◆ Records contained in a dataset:
********************
//! Battle session: the single writer of one battle.
//!
//! All mutation of a [`Battle`] goes through a [`BattleSession`]. Deployments
//! are validated and queued as they arrive, then placed into lanes at the
//! next tick boundary in arrival order (ties broken by player id). The
//! simulation advances in fixed steps of `territory_update_interval_ms`;
//! each call to [`BattleSession::tick`] runs every step that is due.
//!
//! Events produced by any operation are buffered and handed out by
//! [`BattleSession::drain_events`] or in the [`TickOutcome`], so callers can
//! publish them after releasing the session lock.

pub mod clock;
pub mod events;

pub use clock::{Clock, ManualClock, MonotonicClock};
pub use events::{BattleEvent, DeploymentRequest};

use serde::Serialize;
use tracing::{debug, error, info, warn};

use crate::battle::{Battle, BattleId, BattleStatus, FinishReason, PlayerId};
use crate::combat::{self, TickContext, abilities};
use crate::config::BattleSettings;
use crate::control;
use crate::error::{BattleError, BattleResult};
use crate::territory::{Creature, CreatureId, CreatureInLane, Side, TerritoryState, validate_transition};
use crate::wave::{WavePhase, WaveSchedule, WaveScheduler, WaveSignals, WaveTransition};

/// Receipt for a queued deployment.
#[derive(Debug, Clone, PartialEq, Eq, Serialize)]
#[serde(rename_all = "camelCase")]
pub struct DeploymentAck {
    /// Battle id.
    pub battle_id: BattleId,
    /// Submitting player.
    pub player: PlayerId,
    /// Wave the creature will fight in.
    pub wave: u32,
    /// Target lane.
    pub lane: usize,
    /// Arrival sequence number within the battle.
    pub sequence: u64,
    /// Deployments the player has left this wave.
    pub slots_remaining: u32,
}

/// Result of a tick.
#[derive(Debug, Clone, PartialEq)]
pub struct TickOutcome {
    /// Territory after the tick.
    pub state: TerritoryState,
    /// Events for broadcast, in order.
    pub events: Vec<BattleEvent>,
    /// Simulation steps run.
    pub steps: u32,
}

/// A deployment waiting for the next tick boundary.
#[derive(Debug, Clone)]
struct PendingDeployment {
    submitted_at: u64,
    player: PlayerId,
    sequence: u64,
    side: Side,
    lane: usize,
    creature: Creature,
}

/// One battle and everything needed to run it.
#[derive(Debug)]
pub struct BattleSession {
    battle: Battle,
    settings: BattleSettings,
    scheduler: WaveScheduler,
    joined: [bool; 2],
    ready: [bool; 2],
    deployed_this_wave: [u32; 2],
    pending: Vec<PendingDeployment>,
    next_sequence: u64,
    next_creature_id: u64,
    last_step_ms: u64,
    disconnected_at: [Option<u64>; 2],
    outbox: Vec<BattleEvent>,
}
********************
◆ Exercise: Your answer must be every line from the entries that contains the string "queued", copied as it stands.

◆ Solution to this problem:
//! are validated and queued as they arrive, then placed into lanes at the
/// Receipt for a queued deployment.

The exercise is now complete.